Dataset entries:
-=-=-

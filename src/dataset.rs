//! Evaporative cooling campaigns
//!
//! Our own sodium measurements together with published sodium evaporation
//! sequences used as benchmarks.

use crate::sample::{SampleError, Samples};
use colorous::Color;
use std::{fmt, str::FromStr};
use strum_macros::EnumIter;

#[derive(Debug, thiserror::Error)]
pub enum CampaignError {
    #[error(
        "campaign {0} is not recognized, expected one of: \
         jul19-f2, sep19-plug, sep25-mot, mit, brazil, gatech"
    )]
    Unknown(String),
}

type Result<T> = std::result::Result<T, SampleError>;

/// Measurement campaign
#[derive(EnumIter, Clone, Copy, PartialEq, Eq, Debug, Default)]
pub enum Campaign {
    /// F=2 evaporation, July 2019
    July19F2,
    /// F=1 evaporation with a stabilized plug beam, September 2019
    Sept19Plug,
    /// F=1 evaporation after MOT optimization, September 25 2019
    #[default]
    Sept25MotOpt,
    /// F=2 evaporation at MIT
    Mit,
    /// F=1 evaporation in Brazil
    Brazil,
    /// F=1 evaporation at Georgia Tech
    GaTech,
}
impl Campaign {
    /// Legend label
    pub fn label(&self) -> &'static str {
        use Campaign::*;
        match self {
            July19F2 => "Na F = 2, 7-19",
            Sept19Plug => "Na F = 1, plug stabilized 9/19",
            Sept25MotOpt => "9/25 after MOT opt",
            Mit => "Na F = 2,  MIT",
            Brazil => "Na F = 1, Brazil",
            GaTech => "Na F = 1, GaTech",
        }
    }
    /// Marker color
    pub fn color(&self) -> Color {
        use Campaign::*;
        let (r, g, b) = match self {
            July19F2 => (0, 0, 255),
            Sept19Plug => (0, 255, 255),
            Sept25MotOpt => (0, 0, 0),
            Mit => (255, 165, 0),
            Brazil => (255, 0, 0),
            GaTech => (0, 128, 0),
        };
        Color { r, g, b }
    }
    /// Whether the density and the collision rate are reported
    pub fn reports_collisions(&self) -> bool {
        matches!(self, Campaign::Sept19Plug | Campaign::Sept25MotOpt)
    }
    /// Returns the campaign data
    pub fn dataset(&self) -> Result<Dataset> {
        use Campaign::*;
        let scale = |values: &[f64], unit: f64| values.iter().map(|x| x * unit).collect::<Vec<_>>();
        let (mega, micro) = (1e6, 1e-6);
        // gradients are given in G/cm
        let measured = |n: &[f64], t: &[f64], b_prime: f64, m_f: u8| {
            Samples::from_columns(&scale(n, mega), &scale(t, micro), b_prime * 1e2, m_f)
                .map(Data::Measured)
        };
        let data = match self {
            July19F2 => Samples::from_columns(
                &scale(&[400., 300., 151., 27., 3.], mega),
                &scale(&[1500., 423., 271., 91., 34.], micro),
                scale(&[239., 239., 239., 239., 239.], 1e2),
                2,
            )
            .map(Data::Measured)?,
            Sept19Plug => measured(&[400., 19.8, 4., 0.75], &[350., 43.7, 20.1, 8.], 260.7, 1)?,
            Sept25MotOpt => measured(
                &[1014., 660., 608., 527., 215., 178., 167., 152., 113.],
                &[634., 362., 332., 286., 178., 173., 166., 158., 154.],
                260.7,
                1,
            )?,
            Mit => Data::Published {
                n: scale(&[750., 475., 200., 25., 19., 11.], mega),
                psd: vec![3.3e-7, 1e-6, 1.8e-5, 7e-3, 1e-2, 2e-2],
            },
            Brazil => measured(
                &[1300., 600., 400., 200., 110., 80., 50., 17., 9., 0.57],
                &[500., 135., 110., 65., 42., 27., 17., 7., 2.7, 0.8],
                302.,
                1,
            )?,
            GaTech => measured(
                &[3550., 3210., 2050., 1680., 967., 738., 401., 322., 125.],
                &[476., 402., 241., 177., 126., 88.7, 49.7, 34.7, 12.2],
                320.,
                1,
            )?,
        };
        Ok(Dataset {
            campaign: *self,
            data,
        })
    }
}
impl fmt::Display for Campaign {
    fn fmt(&self, f: &mut fmt::Formatter<'_>) -> fmt::Result {
        use Campaign::*;
        match self {
            July19F2 => write!(f, "jul19-f2"),
            Sept19Plug => write!(f, "sep19-plug"),
            Sept25MotOpt => write!(f, "sep25-mot"),
            Mit => write!(f, "mit"),
            Brazil => write!(f, "brazil"),
            GaTech => write!(f, "gatech"),
        }
    }
}
impl FromStr for Campaign {
    type Err = CampaignError;

    fn from_str(s: &str) -> std::result::Result<Self, Self::Err> {
        use strum::IntoEnumIterator;
        let name = s.to_lowercase();
        Campaign::iter()
            .find(|campaign| campaign.to_string() == name)
            .ok_or_else(|| CampaignError::Unknown(s.into()))
    }
}

/// Campaign data
#[derive(Debug, Clone, PartialEq)]
pub enum Data {
    /// Atom numbers, temperatures and gradients
    Measured(Samples),
    /// Atom numbers and phase-space densities as published
    Published { n: Vec<f64>, psd: Vec<f64> },
}

#[derive(Debug, Clone, PartialEq)]
pub struct Dataset {
    pub campaign: Campaign,
    pub data: Data,
}
impl Dataset {
    pub fn len(&self) -> usize {
        match &self.data {
            Data::Measured(samples) => samples.len(),
            Data::Published { n, .. } => n.len(),
        }
    }
    pub fn is_empty(&self) -> bool {
        self.len() == 0
    }
    /// Returns the atom numbers
    pub fn atom_numbers(&self) -> Vec<f64> {
        match &self.data {
            Data::Measured(samples) => samples.atom_numbers(),
            Data::Published { n, .. } => n.clone(),
        }
    }
}

#[cfg(test)]
mod tests {
    use super::*;
    use strum::IntoEnumIterator;

    #[test]
    fn all_campaigns() -> std::result::Result<(), Box<dyn std::error::Error>> {
        let lens: Vec<_> = Campaign::iter()
            .map(|c| c.dataset().map(|d| d.len()))
            .collect::<Result<_>>()?;
        assert_eq!(lens, vec![5, 4, 9, 6, 10, 9]);
        Ok(())
    }

    #[test]
    fn gradient_in_gauss_per_meter() -> std::result::Result<(), Box<dyn std::error::Error>> {
        let dataset = Campaign::Sept19Plug.dataset()?;
        match dataset.data {
            Data::Measured(samples) => {
                assert!(samples.iter().all(|s| (s.b_prime - 26070.).abs() < 1e-9));
                assert_eq!(samples[0].n, 400e6);
            }
            _ => panic!("expected measured data"),
        }
        Ok(())
    }

    #[test]
    fn campaign_names() {
        for campaign in Campaign::iter() {
            assert_eq!(campaign.to_string().parse::<Campaign>().unwrap(), campaign);
        }
        assert_eq!("MIT".parse::<Campaign>().unwrap(), Campaign::Mit);
        assert!(matches!(
            "lab".parse::<Campaign>(),
            Err(CampaignError::Unknown(name)) if name == "lab"
        ));
        assert_eq!(Campaign::default(), Campaign::Sept25MotOpt);
    }
}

-=-=-

Exercise description: Transcribe each entry precisely, missing none.

Solution to this exercise:
filename src/dataset.rs
//! Evaporative cooling campaigns
//!
//! Our own sodium measurements together with published sodium evaporation
//! sequences used as benchmarks.

use crate::sample::{SampleError, Samples};
use colorous::Color;
use std::{fmt, str::FromStr};
use strum_macros::EnumIter;

#[derive(Debug, thiserror::Error)]
pub enum CampaignError {
    #[error(
        "campaign {0} is not recognized, expected one of: \
         jul19-f2, sep19-plug, sep25-mot, mit, brazil, gatech"
    )]
    Unknown(String),
}

type Result<T> = std::result::Result<T, SampleError>;

/// Measurement campaign
#[derive(EnumIter, Clone, Copy, PartialEq, Eq, Debug, Default)]
pub enum Campaign {
    /// F=2 evaporation, July 2019
    July19F2,
    /// F=1 evaporation with a stabilized plug beam, September 2019
    Sept19Plug,
    /// F=1 evaporation after MOT optimization, September 25 2019
    #[default]
    Sept25MotOpt,
    /// F=2 evaporation at MIT
    Mit,
    /// F=1 evaporation in Brazil
    Brazil,
    /// F=1 evaporation at Georgia Tech
    GaTech,
}
impl Campaign {
    /// Legend label
    pub fn label(&self) -> &'static str {
        use Campaign::*;
        match self {
            July19F2 => "Na F = 2, 7-19",
            Sept19Plug => "Na F = 1, plug stabilized 9/19",
            Sept25MotOpt => "9/25 after MOT opt",
            Mit => "Na F = 2,  MIT",
            Brazil => "Na F = 1, Brazil",
            GaTech => "Na F = 1, GaTech",
        }
    }
    /// Marker color
    pub fn color(&self) -> Color {
        use Campaign::*;
        let (r, g, b) = match self {
            July19F2 => (0, 0, 255),
            Sept19Plug => (0, 255, 255),
            Sept25MotOpt => (0, 0, 0),
            Mit => (255, 165, 0),
            Brazil => (255, 0, 0),
            GaTech => (0, 128, 0),
        };
        Color { r, g, b }
    }
    /// Whether the density and the collision rate are reported
    pub fn reports_collisions(&self) -> bool {
        matches!(self, Campaign::Sept19Plug | Campaign::Sept25MotOpt)
    }
    /// Returns the campaign data
    pub fn dataset(&self) -> Result<Dataset> {
        use Campaign::*;
        let scale = |values: &[f64], unit: f64| values.iter().map(|x| x * unit).collect::<Vec<_>>();
        let (mega, micro) = (1e6, 1e-6);
        // gradients are given in G/cm
        let measured = |n: &[f64], t: &[f64], b_prime: f64, m_f: u8| {
            Samples::from_columns(&scale(n, mega), &scale(t, micro), b_prime * 1e2, m_f)
                .map(Data::Measured)
        };
        let data = match self {
            July19F2 => Samples::from_columns(
                &scale(&[400., 300., 151., 27., 3.], mega),
                &scale(&[1500., 423., 271., 91., 34.], micro),
                scale(&[239., 239., 239., 239., 239.], 1e2),
                2,
            )
            .map(Data::Measured)?,
            Sept19Plug => measured(&[400., 19.8, 4., 0.75], &[350., 43.7, 20.1, 8.], 260.7, 1)?,
            Sept25MotOpt => measured(
                &[1014., 660., 608., 527., 215., 178., 167., 152., 113.],
                &[634., 362., 332., 286., 178., 173., 166., 158., 154.],
                260.7,
                1,
            )?,
            Mit => Data::Published {
                n: scale(&[750., 475., 200., 25., 19., 11.], mega),
                psd: vec![3.3e-7, 1e-6, 1.8e-5, 7e-3, 1e-2, 2e-2],
            },
            Brazil => measured(
                &[1300., 600., 400., 200., 110., 80., 50., 17., 9., 0.57],
                &[500., 135., 110., 65., 42., 27., 17., 7., 2.7, 0.8],
                302.,
                1,
            )?,
            GaTech => measured(
                &[3550., 3210., 2050., 1680., 967., 738., 401., 322., 125.],
                &[476., 402., 241., 177., 126., 88.7, 49.7, 34.7, 12.2],
                320.,
                1,
            )?,
        };
        Ok(Dataset {
            campaign: *self,
            data,
        })
    }
}
impl fmt::Display for Campaign {
    fn fmt(&self, f: &mut fmt::Formatter<'_>) -> fmt::Result {
        use Campaign::*;
        match self {
            July19F2 => write!(f, "jul19-f2"),
            Sept19Plug => write!(f, "sep19-plug"),
            Sept25MotOpt => write!(f, "sep25-mot"),
            Mit => write!(f, "mit"),
            Brazil => write!(f, "brazil"),
            GaTech => write!(f, "gatech"),
        }
    }
}
impl FromStr for Campaign {
    type Err = CampaignError;

    fn from_str(s: &str) -> std::result::Result<Self, Self::Err> {
        use strum::IntoEnumIterator;
        let name = s.to_lowercase();
        Campaign::iter()
            .find(|campaign| campaign.to_string() == name)
            .ok_or_else(|| CampaignError::Unknown(s.into()))
    }
}

/// Campaign data
#[derive(Debug, Clone, PartialEq)]
pub enum Data {
    /// Atom numbers, temperatures and gradients
    Measured(Samples),
    /// Atom numbers and phase-space densities as published
    Published { n: Vec<f64>, psd: Vec<f64> },
}

#[derive(Debug, Clone, PartialEq)]
pub struct Dataset {
    pub campaign: Campaign,
    pub data: Data,
}
impl Dataset {
    pub fn len(&self) -> usize {
        match &self.data {
            Data::Measured(samples) => samples.len(),
            Data::Published { n, .. } => n.len(),
        }
    }
    pub fn is_empty(&self) -> bool {
        self.len() == 0
    }
    /// Returns the atom numbers
    pub fn atom_numbers(&self) -> Vec<f64> {
        match &self.data {
            Data::Measured(samples) => samples.atom_numbers(),
            Data::Published { n, .. } => n.clone(),
        }
    }
}

#[cfg(test)]
mod tests {
    use super::*;
    use strum::IntoEnumIterator;

    #[test]
    fn all_campaigns() -> std::result::Result<(), Box<dyn std::error::Error>> {
        let lens: Vec<_> = Campaign::iter()
            .map(|c| c.dataset().map(|d| d.len()))
            .collect::<Result<_>>()?;
        assert_eq!(lens, vec![5, 4, 9, 6, 10, 9]);
        Ok(())
    }

    #[test]
    fn gradient_in_gauss_per_meter() -> std::result::Result<(), Box<dyn std::error::Error>> {
        let dataset = Campaign::Sept19Plug.dataset()?;
        match dataset.data {
            Data::Measured(samples) => {
                assert!(samples.iter().all(|s| (s.b_prime - 26070.).abs() < 1e-9));
                assert_eq!(samples[0].n, 400e6);
            }
            _ => panic!("expected measured data"),
        }
        Ok(())
    }

    #[test]
    fn campaign_names() {
        for campaign in Campaign::iter() {
            assert_eq!(campaign.to_string().parse::<Campaign>().unwrap(), campaign);
        }
        assert_eq!("MIT".parse::<Campaign>().unwrap(), Campaign::Mit);
        assert!(matches!(
            "lab".parse::<Campaign>(),
            Err(CampaignError::Unknown(name)) if name == "lab"
        ));
        assert_eq!(Campaign::default(), Campaign::Sept25MotOpt);
    }
}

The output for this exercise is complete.